Posted on by Ashley Fruno

This article originally appeared on PETA Prime.

When I first started my animal-friendly landscaping company 13 years ago, I asked my veterinarian/animal behaviorist, Kris Ahlgrim, D.V.M., of Golden, Colorado, to tell me about the most common yard-related problems that she saw in her clinic so that I could be sure to create my designs to help prevent them. One of the first pieces of advice that she gave me was always to ask clients if their dog eats rocks. I thought she was kidding, but it’s actually a very common problem. Now it is always the first question that I ask.

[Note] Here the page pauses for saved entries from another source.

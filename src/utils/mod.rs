pub mod exec;
pub mod fs;
pub mod ignore;
pub mod minify;
//! Renderer error types.

use std::path::PathBuf;
use thiserror::Error;

/// Errors raised while server-rendering a page or component.
///
/// These are scoped to the page being built: they fail that page, and the
/// build decides whether that is fatal.
#[derive(Debug, Error)]
pub enum RenderError {
    #[error("renderer `{renderer}` failed on `{}`", .source_path.display())]
    Failed {
        renderer: String,
        source_path: PathBuf,
        #[source]
        source: Box<dyn std::error::Error + Send + Sync>,
    },

    #[error("renderer `{renderer}` returned invalid output: {reason}")]
    InvalidOutput { renderer: String, reason: String },

    #[error("component module `{}` not found", .0.display())]
    ComponentNotFound(PathBuf),

    #[error("no renderer claims the `.{0}` extension")]
    UnknownExtension(String),

    #[error("renderer `{renderer}` has no {capability} capability")]
    MissingCapability {
        renderer: String,
        capability: &'static str,
    },
}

As a matter of fact, the answer to this question can often mean the difference between life and death.

As odd or comical as it sounds, “rock sundaes” are a very serious topic. In fact, nearly 80 percent of my clients live with dogs who eat rocks. Nobody really knows why some dogs eat rocks, but when I asked my veterinarian/animal behaviorist, she told me that “dogs eat rocks due to behavioral issues-it has nothing to do with nutritional deficiencies. They actually suffer from pica, the tendency to eat inanimate objects.”

She explained that when dogs eat rocks, it is very serious because, unlike wood mulch, rocks do not pass and can cause obstructions in their stomachs. This serious condition is life-threatening and usually requires surgery. Unfortunately, many people do not contact me about how to make their yards animal-friendly until after their dog companion has been released from the hospital after he or she ate a rock. Dogs can also wear down their teeth from mouthing and carrying a rock around the back yard. You can easily avoid a stressful and expensive veterinarian visit by using the right materials in your yard if your Fido enjoys his “rock sundaes.”

The landscape solution for people with canine companions who eat rocks is either not to use rocks at all or to install only large, chunky pieces of rock that they cannot fit into their mouths. These larger rocks should be at least 6 to 12 inches wide, depending on the size of your dog. Just be mindful that using large, chunky rock deters dogs from entering areas, which can be good if you are trying to redirect your dog to other areas or bad if you are trying to create a space specifically for your dog.

In areas that you still want to make inviting, you can install flagstone or pavers (large flat stones like tiles) instead of rock to create durable running paths along fences. Although this solution may not create the exact look or texture that you personally desire, by respecting your dog’s habits and avoiding using rocks, you can create a yard that is safe and beautiful for both of you.

In the end, it is always better to be safe than sorry!